In diesem Zusammenhang ist auffällig, daß die erste Erklärung zum »Verschwinden« der Drohne am 5. Dezember nicht von den USA, sondern von einem Sprecher der internationalen Besatzungstruppen in Afghanistan (ISAF) abgegeben wurde. Er behauptete, der Flugkörper sei in einer Aufklärungsmission über Westafghanistan unterwegs gewesen. Das wird allgemein als eine Schutzbehauptung angesehen: Die RQ-170 Sentinel, von denen die USA nur etwa ein Dutzend besitzen, ist mit Stealth-Technik ausgerüstet, die sie für feindliche Radarsysteme nahezu unsichtbar machen soll. Für Missionen über Afghanistan wäre der Einsatz dieser besonders teuren Technologie nicht sinnvoll. Die US-Medien schreiben inzwischen offen, daß die Drohne Teil eines umfassenden Programms zur Ausspionierung Irans war. Warum sich die ISAF zunächst zu dem Versuch hergab, diese Aktivitäten zu decken, ist eine offene Frage.

Am Montag (12. Dez.) wurde von westlichen Agenturen und Medien gemeldet, daß Iran die Untersuchung der erbeuteten Drohne »weitgehend abgeschlossen« habe und ihren Nachbau plane. Diese Berichte gehen jedoch ausschließlich auf persönliche Äußerungen eines einzigen iranischen Parlamentsabgeordneten, Parvis Sorouri, zurück, der anscheinend seinen großen Auftritt genoß. Sorouri gab auch zum besten, daß Iran demnächst eine Militärübung zur Sperrung der Meerenge von Hormus plane, und wurde mit dem Ausspruch zitiert: »Wenn die Welt die Region unsicher machen will, werden wir die Welt unsicher machen.« – Nichts davon geht auf offizielle Äußerungen der Regierung oder der militärischen Führung Irans zurück. Die Sorouri zugeschrieben Drohung steht sogar in klarem Widerspruch zur Haltung Irans.

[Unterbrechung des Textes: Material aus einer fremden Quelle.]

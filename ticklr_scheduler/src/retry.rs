use std::time::Duration;

use thiserror::Error;
use tokio_util::sync::CancellationToken;

#[derive(Debug, Error)]
pub enum RetryError {
    #[error("Gave up after {attempts} attempts: {last_error:#}")]
    Exhausted {
        attempts: u32,
        last_error: anyhow::Error,
    },
    #[error("Cancelled after {attempts} attempts")]
    Cancelled { attempts: u32 },
}

/// Fixed-delay retry of a fallible async operation.
#[derive(Debug, Clone, Copy, PartialEq, Eq)]
pub struct RetryPolicy {
    attempts: u32,
    delay: Duration,
}

impl Default for RetryPolicy {
    fn default() -> Self {
        Self::new(3, Duration::from_secs(5))
    }
}

impl RetryPolicy {
    /// `attempts` is clamped to at least one.
    pub fn new(attempts: u32, delay: Duration) -> Self {
        Self {
            attempts: attempts.max(1),
            delay,
        }
    }

    pub fn attempts(&self) -> u32 {
        self.attempts
    }

    pub fn delay(&self) -> Duration {
        self.delay
    }

    /// Runs `operation` until it succeeds or the attempts run out. `operation` receives the
    /// 1-based attempt number. The wait between attempts ends early on cancellation.
    pub async fn run<T, F, Fut>(
        &self,
        cancellation_token: &CancellationToken,
        mut operation: F,
    ) -> Result<T, RetryError>
    where
        F: FnMut(u32) -> Fut,
        Fut: Future<Output = anyhow::Result<T>>,
    {
        let mut attempt = 1;

        loop {
            let error = match operation(attempt).await {
                Ok(value) => return Ok(value),
                Err(error) => error,
            };

            if attempt >= self.attempts {
                return Err(RetryError::Exhausted {
                    attempts: attempt,
                    last_error: error,
                });
            }

            log::warn!(
                "Attempt failed, retrying [attempt = {attempt}, max_attempts = {}, delay = {:?}]: {error:#}",
                self.attempts,
                self.delay
            );

            tokio::select! {
                biased;
                _ = cancellation_token.cancelled() => {
                    return Err(RetryError::Cancelled { attempts: attempt });
                }
                _ = tokio::time::sleep(self.delay) => {}
            }

            attempt += 1;
        }
    }
}
use chrono::{DateTime, FixedOffset, NaiveTime, Timelike};
use serde::Deserialize;

pub type ReminderId = i64;
pub type OwnerId = i64;

/// How the store treats several pending reminders of the same owner.
#[derive(Debug, Default, Clone, Copy, PartialEq, Eq, Deserialize)]
#[serde(rename_all = "snake_case")]
pub enum ReminderPolicy {
    /// Creating a reminder replaces the owner's pending one.
    SinglePerOwner,
    /// Any number of pending reminders, unique on `(owner_id, fire_at)`.
    #[default]
    MultiplePerOwner,
}

#[derive(Debug, Clone, PartialEq, Eq)]
pub struct Reminder {
    pub id: ReminderId,
    pub owner_id: OwnerId,
    pub fire_at: DateTime<FixedOffset>,
    pub text: Option<String>,
    pub created_at: DateTime<FixedOffset>,
    pub sent: bool,
}

impl Reminder {
    pub fn is_due(&self, now: &DateTime<FixedOffset>) -> bool {
        !self.sent && self.fire_at <= *now
    }
}

#[derive(Debug, Clone)]
pub struct NewReminder {
    pub owner_id: OwnerId,
    pub fire_at: DateTime<FixedOffset>,
    pub text: Option<String>,
    pub created_at: DateTime<FixedOffset>,
}

/// Wall-clock minute of a daily reminder. Seconds are dropped on construction.
#[derive(Debug, Clone, Copy, PartialEq, Eq, Hash)]
pub struct ReminderFireTime(NaiveTime);

impl ReminderFireTime {
    pub fn new(inner: NaiveTime) -> Self {
        let normalized_time = NaiveTime::from_hms_opt(inner.hour(), inner.minute(), 0)
            .expect("Hour and minute come from a valid time.");
        Self(normalized_time)
    }

    pub fn time(&self) -> &NaiveTime {
        &self.0
    }

    pub fn into_time(self) -> NaiveTime {
        self.0
    }

    pub fn matches(&self, other: &NaiveTime) -> bool {
        self.0.hour() == other.hour() && self.0.minute() == other.minute()
    }
}
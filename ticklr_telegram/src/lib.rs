mod delivery;
pub mod messages;
mod util;

pub use delivery::{TelegramDeliveryChannel, TelegramDeliveryError};
pub use teloxide;

use std::sync::Arc;

use teloxide::{
    dispatching::UpdateHandler,
    dptree::case,
    macros::BotCommands,
    prelude::*,
    types::{ChatId, ParseMode},
    utils::command::BotCommands as _,
};

use ticklr_models::reminder::{OwnerId, ReminderId};
use ticklr_scheduler::{DeliveryStats, ReminderRequests};
use util::{owner_of, try_get_message_from_query};

type HandlerResult = anyhow::Result<()>;
type Requests = Arc<dyn ReminderRequests>;

/// The only user allowed to see `/stats`, if any.
#[derive(Clone, Copy, Debug, Default, PartialEq, Eq)]
pub struct AdminUser(pub Option<OwnerId>);

impl AdminUser {
    fn is(&self, owner_id: OwnerId) -> bool {
        self.0 == Some(owner_id)
    }
}

pub struct TelegramInteractionInterface;

impl TelegramInteractionInterface {
    /// Serves updates until the process receives Ctrl+C.
    pub async fn start(
        bot: Bot,
        requests: Arc<dyn ReminderRequests>,
        stats: Arc<DeliveryStats>,
        admin: AdminUser,
    ) {
        log::info!("Starting Telegram interaction interface");

        if let Err(error) = bot.set_my_commands(Command::bot_commands()).await {
            log::warn!("Could not register bot commands: {error}");
        }

        Dispatcher::builder(bot, schema())
            .dependencies(dptree::deps![requests, stats, admin])
            .enable_ctrlc_handler()
            .build()
            .dispatch()
            .await
    }
}

#[derive(BotCommands, Clone, Debug, PartialEq, Eq)]
#[command(
    rename_rule = "lowercase",
    description = "These commands are supported:"
)]
enum Command {
    #[command(description = "start talking to the bot")]
    Start,
    #[command(description = "show the supported time formats")]
    Help,
    #[command(description = "list pending reminders")]
    List,
    #[command(description = "cancel a reminder by its id")]
    Cancel(String),
    #[command(description = "delivery statistics")]
    Stats,
}

fn schema() -> UpdateHandler<anyhow::Error> {
    let commands = teloxide::filter_command::<Command, _>()
        .branch(case![Command::Start].endpoint(start))
        .branch(case![Command::Help].endpoint(help))
        .branch(case![Command::List].endpoint(list))
        .branch(case![Command::Cancel(arg)].endpoint(cancel))
        .branch(case![Command::Stats].endpoint(stats));

    let message_handler = Update::filter_message()
        .branch(commands)
        .branch(dptree::endpoint(submit_text));

    let callback_handler = Update::filter_callback_query().endpoint(delete_callback);

    dptree::entry()
        .branch(message_handler)
        .branch(callback_handler)
}

async fn send_html(bot: &Bot, chat_id: ChatId, text: String) -> HandlerResult {
    bot.send_message(chat_id, text)
        .parse_mode(ParseMode::Html)
        .await?;
    Ok(())
}

/// Logs a failed handler and tells the user to try again.
async fn guarded(bot: &Bot, chat_id: ChatId, result: HandlerResult) -> HandlerResult {
    if let Err(error) = result {
        log::error!("Handler failed [chat_id = {chat_id}]: {error:#}");
        bot.send_message(chat_id, messages::GENERIC_ERROR).await?;
    }
    Ok(())
}

async fn start(bot: Bot, msg: Message, stats: Arc<DeliveryStats>) -> HandlerResult {
    stats.record_message();
    let result = send_html(&bot, msg.chat.id, messages::welcome()).await;
    guarded(&bot, msg.chat.id, result).await
}

async fn help(bot: Bot, msg: Message, stats: Arc<DeliveryStats>) -> HandlerResult {
    stats.record_message();
    let result = send_html(&bot, msg.chat.id, messages::help()).await;
    guarded(&bot, msg.chat.id, result).await
}

async fn list(
    bot: Bot,
    msg: Message,
    requests: Requests,
    stats: Arc<DeliveryStats>,
) -> HandlerResult {
    stats.record_message();
    let result = send_list(&bot, &msg, requests.as_ref()).await;
    guarded(&bot, msg.chat.id, result).await
}

async fn send_list(bot: &Bot, msg: &Message, requests: &dyn ReminderRequests) -> HandlerResult {
    let Some(owner_id) = owner_of(msg) else {
        return Ok(());
    };

    let reminders = requests.list(owner_id).await?;
    let now = requests.now();

    bot.send_message(msg.chat.id, messages::reminder_list(&reminders, &now))
        .parse_mode(ParseMode::Html)
        .reply_markup(messages::list_keyboard(&reminders))
        .await?;

    Ok(())
}

async fn cancel(
    arg: String,
    bot: Bot,
    msg: Message,
    requests: Requests,
    stats: Arc<DeliveryStats>,
) -> HandlerResult {
    stats.record_message();
    let result = cancel_by_id(&bot, &msg, arg.trim(), requests.as_ref()).await;
    guarded(&bot, msg.chat.id, result).await
}

async fn cancel_by_id(
    bot: &Bot,
    msg: &Message,
    arg: &str,
    requests: &dyn ReminderRequests,
) -> HandlerResult {
    let Some(owner_id) = owner_of(msg) else {
        return Ok(());
    };
    let Ok(id) = arg.parse::<ReminderId>() else {
        return send_html(bot, msg.chat.id, messages::cancel_usage()).await;
    };

    let cancelled = requests.cancel(owner_id, id).await?;
    send_html(bot, msg.chat.id, messages::cancel_reply(id, cancelled)).await
}

async fn stats(
    bot: Bot,
    msg: Message,
    stats: Arc<DeliveryStats>,
    admin: AdminUser,
) -> HandlerResult {
    stats.record_message();

    let is_admin = owner_of(&msg).is_some_and(|owner_id| admin.is(owner_id));
    let reply = if is_admin {
        messages::stats(&stats.snapshot())
    } else {
        messages::ADMIN_ONLY.to_string()
    };

    let result = send_html(&bot, msg.chat.id, reply).await;
    guarded(&bot, msg.chat.id, result).await
}

async fn submit_text(
    bot: Bot,
    msg: Message,
    requests: Requests,
    stats: Arc<DeliveryStats>,
) -> HandlerResult {
    stats.record_message();
    let result = submit(&bot, &msg, requests.as_ref()).await;
    guarded(&bot, msg.chat.id, result).await
}

async fn submit(bot: &Bot, msg: &Message, requests: &dyn ReminderRequests) -> HandlerResult {
    let Some(owner_id) = owner_of(msg) else {
        return Ok(());
    };
    let Some(text) = msg.text() else {
        return send_html(bot, msg.chat.id, messages::invalid_format()).await;
    };
    if text.starts_with('/') {
        return send_html(bot, msg.chat.id, messages::help()).await;
    }

    let outcome = requests.submit(owner_id, text).await;
    log::debug!(
        "Reminder request handled [owner_id = {owner_id}, status = {}]",
        outcome.status()
    );

    let now = requests.now();
    send_html(bot, msg.chat.id, messages::submit_reply(&outcome, &now)).await
}

async fn delete_callback(
    bot: Bot,
    query: CallbackQuery,
    requests: Requests,
    stats: Arc<DeliveryStats>,
) -> HandlerResult {
    stats.record_message();

    let owner_id = OwnerId::try_from(query.from.id.0).ok();
    let id = query
        .data
        .as_deref()
        .and_then(messages::parse_delete_callback);

    let (Some(owner_id), Some(id)) = (owner_id, id) else {
        log::warn!("Unknown callback data: {:?}", query.data);
        bot.answer_callback_query(query.id).await?;
        return Ok(());
    };

    let (reply, refresh) = cancel_from_list(requests.as_ref(), owner_id, id).await;
    if let Err(error) = bot
        .answer_callback_query(query.id.clone())
        .text(reply)
        .await
    {
        log::warn!("Could not answer callback query [reminder_id = {id}]: {error}");
    }

    if !refresh {
        return Ok(());
    }
    if let Err(error) = refresh_list(&bot, &query, owner_id, requests.as_ref()).await {
        log::error!("Could not refresh reminder list [owner_id = {owner_id}]: {error:#}");
    }

    Ok(())
}

/// Callback answer for a delete button, and whether the list message should be re-rendered.
async fn cancel_from_list(
    requests: &dyn ReminderRequests,
    owner_id: OwnerId,
    id: ReminderId,
) -> (String, bool) {
    match requests.cancel(owner_id, id).await {
        Ok(cancelled) => (messages::cancel_reply(id, cancelled), true),
        Err(error) => {
            log::error!("Could not delete reminder from list [reminder_id = {id}]: {error:#}");
            (messages::GENERIC_ERROR.to_string(), false)
        }
    }
}

async fn refresh_list(
    bot: &Bot,
    query: &CallbackQuery,
    owner_id: OwnerId,
    requests: &dyn ReminderRequests,
) -> HandlerResult {
    let Some(message) = try_get_message_from_query(query) else {
        return Ok(());
    };

    let reminders = requests.list(owner_id).await?;
    let now = requests.now();
    bot.edit_message_text(
        message.chat.id,
        message.id,
        messages::reminder_list(&reminders, &now),
    )
    .parse_mode(ParseMode::Html)
    .reply_markup(messages::list_keyboard(&reminders))
    .await?;

    Ok(())
}

#[cfg(test)]
mod tests {
    use async_trait::async_trait;
    use chrono::{DateTime, FixedOffset};
    use ticklr_models::reminder::Reminder;
    use ticklr_scheduler::SubmitOutcome;

    use super::*;

    /// Cancels succeed or fail as told; listing always fails.
    struct BrokenListRequests {
        cancel_fails: bool,
    }

    #[async_trait]
    impl ReminderRequests for BrokenListRequests {
        async fn submit(&self, _owner_id: OwnerId, _raw_text: &str) -> SubmitOutcome {
            SubmitOutcome::Failed
        }

        async fn list(&self, _owner_id: OwnerId) -> anyhow::Result<Vec<Reminder>> {
            anyhow::bail!("database is locked")
        }

        async fn cancel(&self, _owner_id: OwnerId, id: ReminderId) -> anyhow::Result<bool> {
            if self.cancel_fails {
                anyhow::bail!("database is locked");
            }
            Ok(id == 1)
        }

        fn now(&self) -> DateTime<FixedOffset> {
            DateTime::parse_from_rfc3339("2025-06-20T18:00:00+06:00").unwrap()
        }
    }

    #[test]
    fn commands_parse_with_arguments() {
        assert_eq!(Command::parse("/list", "ticklr_bot").unwrap(), Command::List);
        assert_eq!(
            Command::parse("/cancel 12", "ticklr_bot").unwrap(),
            Command::Cancel("12".to_string())
        );
        assert_eq!(Command::parse("/stats", "ticklr_bot").unwrap(), Command::Stats);
    }

    #[test]
    fn admin_is_matched_by_id() {
        assert!(AdminUser(Some(5)).is(5));
        assert!(!AdminUser(Some(5)).is(6));
        assert!(!AdminUser(None).is(5));
    }

    #[tokio::test]
    async fn cancelled_reminder_is_confirmed_even_if_listing_fails() {
        let requests = BrokenListRequests {
            cancel_fails: false,
        };

        let (reply, refresh) = cancel_from_list(&requests, 42, 1).await;

        assert_eq!(reply, messages::cancel_reply(1, true));
        assert!(refresh);
    }

    #[tokio::test]
    async fn already_gone_reminder_still_refreshes_the_list() {
        let requests = BrokenListRequests {
            cancel_fails: false,
        };

        let (reply, refresh) = cancel_from_list(&requests, 42, 2).await;

        assert_eq!(reply, messages::cancel_reply(2, false));
        assert!(refresh);
    }

    #[tokio::test]
    async fn failed_cancel_answers_with_generic_error() {
        let requests = BrokenListRequests { cancel_fails: true };

        let (reply, refresh) = cancel_from_list(&requests, 42, 1).await;

        assert_eq!(reply, messages::GENERIC_ERROR);
        assert!(!refresh);
    }
}
//! The `Linkable`/component contract (§3 "Component (Linkable)").
//!
//! Every hardware component in the standard library implements [`Component`].
//! The trait is deliberately free of generics so the engine can store every
//! component, regardless of concrete type or message kind, in one
//! homogeneous `Vec<Box<dyn Component>>` — the "polymorphic component
//! hierarchy with virtual dispatch" pattern called out in `DESIGN.md`.

use crate::builder::ConfigContext;
use crate::common::SimResult;
use crate::link::connection::{ComponentId, ConnTable, MessageKind};

/// Capability set every component exposes to the builder and the engine.
pub trait Component {
    /// Applies configuration parameters, typically calling back into `ctx`
    /// to `connect()` to peers named by reference parameters.
    fn configure(&mut self, _ctx: &mut ConfigContext<'_>) -> SimResult<()> {
        Ok(())
    }

    /// Called once after every instance in the graph has been configured.
    /// A component that cannot complete setup (e.g. a missing required
    /// peer) returns `Err` here, aborting the whole build.
    fn finish_setup(&mut self) -> SimResult<()> {
        Ok(())
    }

    /// Per-cycle step: drain this cycle's visible requests/responses, do
    /// component-specific work, optionally enqueue new traffic.
    fn clock(&mut self, id: ComponentId, conns: &mut ConnTable);

    /// Runs after every component's `clock()` has been called this cycle.
    /// The default swaps every connection this component owns, which is
    /// correct for the overwhelming majority of components; override only
    /// if a component needs to do more (none in the standard library do).
    fn post_clock(&mut self, id: ComponentId, conns: &mut ConnTable) {
        conns.swap_owned_by(id);
    }

    /// Prints this component's end-of-run statistics to stdout.
    fn print_statistics(&self, _name: &str, _out: &mut dyn std::io::Write) -> std::io::Result<()> {
        Ok(())
    }

    /// The message kind this component expects on its request-receiving
    /// connections. Used at `connect()` time as the capability test that
    /// replaces a dynamic cast: a peer wiring a `MemoryPacket` connection to
    /// a component that only understands `Predictor` messages is rejected
    /// immediately, with a diagnostic, instead of corrupting state later.
    fn message_kind(&self) -> MessageKind;
}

Vermutlich noch in dieser Woche will das Abgeordnetenhaus der USA zwei neue Sanktionsresolutionen verabschieden, in denen es im wesentlichen um scharfe Strafmaßnahmen gegen Unternehmen und Staaten geht, die immer noch Handel mit Iran treiben. Eine große Mehrheit von Parlamentariern beider Partei ist offenbar bereit, sich über Bedenken und Einwände ihrer Regierung hinwegzusetzen, die die Folgen eines Wirtschafts- und Finanzkriegs gegen den Rest der Welt, insbesondere aber gegen China, fürchtet.